National Heatstroke Prevention Day

National Heatstroke Prevention Day is July 31

July 31 is National Heatstroke Prevention Day, here are some tips to staying cool.

With July 31st marking National Heatstroke Prevention Day, employers should keep an extra close eye on employees who work outside in the rising temperatures.

While it is extremely important to watch after all employees who spend their time in the heat, research by Cal/OSHA shows that 25 incidents of heat-related illness they investigated happened on the workers' first day.

OH&S talked with Scott Humphrey, Second Vice President of Risk Control at Travelers, about preventative measures in the heat, warning signs to look for and what to do if you see someone suffering from a heat-induced illness.
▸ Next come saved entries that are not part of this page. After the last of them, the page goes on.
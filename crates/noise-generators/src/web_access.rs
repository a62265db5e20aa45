//! Web server access log (Apache/nginx combined format)

use crate::common::{
    HOSTS, SCANNER_AGENTS, TemplateTable, USER_AGENTS, USERS, external_ip, internal_ip, long_tail,
    pick, template_list, unknown_template,
};
use crate::fields::{Fields, merge_scalars, text};
use chrono::Utc;
use noise_core::{
    ContentGenerator, Event, EventFormat, EventTypeDescriptor, GenerateError, Overrides, Severity,
    TemplateDescriptor,
};
use rand::Rng;
use serde_json::json;

pub const EVENT_TYPE: &str = "web_access";

const TEMPLATES: TemplateTable = &[
    ("normal_request", "Normal request", "Ordinary browsing or API traffic"),
    ("sqli_probe", "SQL injection probe", "Query string carrying SQL injection payloads"),
    ("path_traversal", "Path traversal", "Attempt to escape the web root with ../ sequences"),
    ("scanner_404", "Scanner 404", "Automated scanner requesting common admin paths"),
];

const PAGES: &[&str] = &[
    "/", "/index.html", "/login", "/dashboard", "/api/v1/orders", "/api/v1/users/me",
    "/static/js/app.js", "/static/css/main.css", "/images/logo.png", "/search?q=shoes",
];

const SQLI_PAYLOADS: &[&str] = &[
    "id=1%27%20OR%20%271%27%3D%271",
    "id=1%20UNION%20SELECT%20username,password%20FROM%20users--",
    "q=admin%27--",
    "id=1;%20DROP%20TABLE%20users",
    "id=1%20AND%20SLEEP(5)",
];

const TRAVERSAL_PATHS: &[&str] = &[
    "/download?file=../../../../etc/passwd",
    "/static/..%2f..%2f..%2fetc%2fshadow",
    "/images/....//....//....//windows/win.ini",
    "/cgi-bin/.%2e/.%2e/.%2e/.%2e/bin/sh",
];

const SCANNER_PATHS: &[&str] = &[
    "/wp-admin/", "/phpmyadmin/", "/.env", "/.git/config", "/admin.php", "/backup.zip",
    "/server-status", "/actuator/env", "/config.json", "/xmlrpc.php",
];

pub struct WebAccessGenerator;

impl ContentGenerator for WebAccessGenerator {
    fn event_type(&self) -> EventTypeDescriptor {
        EventTypeDescriptor {
            id: EVENT_TYPE.to_string(),
            name: "Web Access Log".to_string(),
            category: "web".to_string(),
            format: EventFormat::Text,
            description: "HTTP access log lines in combined log format".to_string(),
        }
    }

    fn templates(&self) -> Vec<TemplateDescriptor> {
        template_list(TEMPLATES)
    }

    fn generate(
        &self,
        template_id: &str,
        overrides: Option<&Overrides>,
    ) -> Result<Event, GenerateError> {
        let mut rng = rand::rng();
        let now = Utc::now();

        let mut fields = Fields::new();
        fields.insert("host".into(), json!(pick(&mut rng, &HOSTS[..2])));
        fields.insert("time".into(), json!(now.format("%d/%b/%Y:%H:%M:%S %z").to_string()));
        fields.insert("protocol".into(), json!("HTTP/1.1"));
        fields.insert("user".into(), json!("-"));
        fields.insert("referer".into(), json!("-"));

        let severity = match template_id {
            "normal_request" => {
                let page = pick(&mut rng, PAGES);
                let method = if page.starts_with("/api/") && rng.random_bool(0.3) { "POST" } else { "GET" };
                let status = if rng.random_bool(0.85) { 200 } else { pick_status(&mut rng, &[301, 304, 404]) };
                fields.insert("client_ip".into(), json!(if rng.random_bool(0.5) { internal_ip(&mut rng) } else { external_ip(&mut rng) }));
                if page.starts_with("/api/") {
                    fields.insert("user".into(), json!(pick(&mut rng, USERS)));
                }
                fields.insert("method".into(), json!(method));
                fields.insert("path".into(), json!(page));
                fields.insert("status".into(), json!(status));
                fields.insert("bytes".into(), json!(long_tail(&mut rng, 5_000.0, 1.0) as u64));
                fields.insert("referer".into(), json!("https://www.example.com/"));
                fields.insert("user_agent".into(), json!(pick(&mut rng, USER_AGENTS)));
                Severity::Info
            }
            "sqli_probe" => {
                fields.insert("client_ip".into(), json!(external_ip(&mut rng)));
                fields.insert("method".into(), json!("GET"));
                fields.insert(
                    "path".into(),
                    json!(format!("/products?{}", pick(&mut rng, SQLI_PAYLOADS))),
                );
                fields.insert("status".into(), json!(pick_status(&mut rng, &[403, 500, 200])));
                fields.insert("bytes".into(), json!(rng.random_range(200..2_000)));
                fields.insert("user_agent".into(), json!(SCANNER_AGENTS[0]));
                Severity::Warn
            }
            "path_traversal" => {
                fields.insert("client_ip".into(), json!(external_ip(&mut rng)));
                fields.insert("method".into(), json!("GET"));
                fields.insert("path".into(), json!(pick(&mut rng, TRAVERSAL_PATHS)));
                fields.insert("status".into(), json!(pick_status(&mut rng, &[400, 403, 404])));
                fields.insert("bytes".into(), json!(rng.random_range(150..600)));
                fields.insert("user_agent".into(), json!(pick(&mut rng, USER_AGENTS)));
                Severity::Warn
            }
            "scanner_404" => {
                fields.insert("client_ip".into(), json!(external_ip(&mut rng)));
                fields.insert("method".into(), json!(pick(&mut rng, &["GET", "GET", "HEAD"])));
                fields.insert("path".into(), json!(pick(&mut rng, SCANNER_PATHS)));
                fields.insert("status".into(), json!(404));
                fields.insert("bytes".into(), json!(rng.random_range(150..300)));
                fields.insert("user_agent".into(), json!(pick(&mut rng, SCANNER_AGENTS)));
                Severity::Info
            }
            _ => return Err(unknown_template(EVENT_TYPE, template_id)),
        };
        merge_scalars(&mut fields, overrides)?;

        let raw = format!(
            "{} - {} [{}] \"{} {} {}\" {} {} \"{}\" \"{}\"",
            text(&fields, "client_ip"),
            text(&fields, "user"),
            text(&fields, "time"),
            text(&fields, "method"),
            text(&fields, "path"),
            text(&fields, "protocol"),
            text(&fields, "status"),
            text(&fields, "bytes"),
            text(&fields, "referer"),
            text(&fields, "user_agent")
        );

        let mut event = Event::new(EVENT_TYPE, template_id, EventFormat::Text, raw);
        event.timestamp = now;
        event.severity = severity;
        event.host = text(&fields, "host");
        event.source = "nginx".to_string();
        event.sourcetype = "access_combined".to_string();
        Ok(event)
    }
}

fn pick_status<R: Rng + ?Sized>(rng: &mut R, statuses: &[u16]) -> u16 {
    statuses[rng.random_range(0..statuses.len())]
}

#[cfg(test)]
mod tests {
    use super::*;
    use crate::fields::object;

    #[test]
    fn test_combined_log_format() {
        for template in WebAccessGenerator.templates() {
            let event = WebAccessGenerator.generate(&template.id, None).unwrap();
            let (client, rest) = event.raw.split_once(' ').unwrap();
            assert!(client.parse::<std::net::Ipv4Addr>().is_ok(), "{}", event.raw);
            assert!(rest.contains(" HTTP/1.1\" "));
            assert_eq!(event.raw.matches('"').count(), 6, "{}", event.raw);
        }
    }

    #[test]
    fn test_scanner_404() {
        let event = WebAccessGenerator.generate("scanner_404", None).unwrap();
        assert!(event.raw.contains("\" 404 "));
    }

    #[test]
    fn test_override_status_and_path() {
        let overrides = object(json!({"status": 200, "path": "/products?id=1%20OR%201=1", "client_ip": "192.0.2.10"}));
        let event = WebAccessGenerator.generate("sqli_probe", Some(&overrides)).unwrap();
        assert!(event.raw.starts_with("192.0.2.10 - - ["));
        assert!(event.raw.contains("\"GET /products?id=1%20OR%201=1 HTTP/1.1\" 200 "));
        assert_eq!(event.format, EventFormat::Text);
    }
}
Humphrey mentioned that employers with employees working outside can take the following preventative measures to reduce the chances of heatstroke. 

  • Acclimatize workers over four to seven days to help them become more resilient to heat
  • Provide workers with a supply of water and shade
  • Provide workers with protective clothing to help combat the heat
  • Increase resting periods for workers throughout the day
  • Rotate workers in high-exposure areas
  • Schedule hot work for cooler periods of the day
  • Monitor work environments for heat and make necessary adjustments 

Humphrey explained that employees and employers should look for warning signs of heat exhaustion which include dizziness, weakness, headache and blurred vision along with nausea and staggering. The signs of heatstroke, according to Humphrey, include red face, hot and dry skin, no sweating and a strong, very fast pulse.

If you see someone exhibiting symptoms of heat exhaustion:

  • Have them go to a shady location or room with air conditioning.
  • Encourage them to lie down and stay calm.
  • Have them take frequent small sips of cool water or sports drink.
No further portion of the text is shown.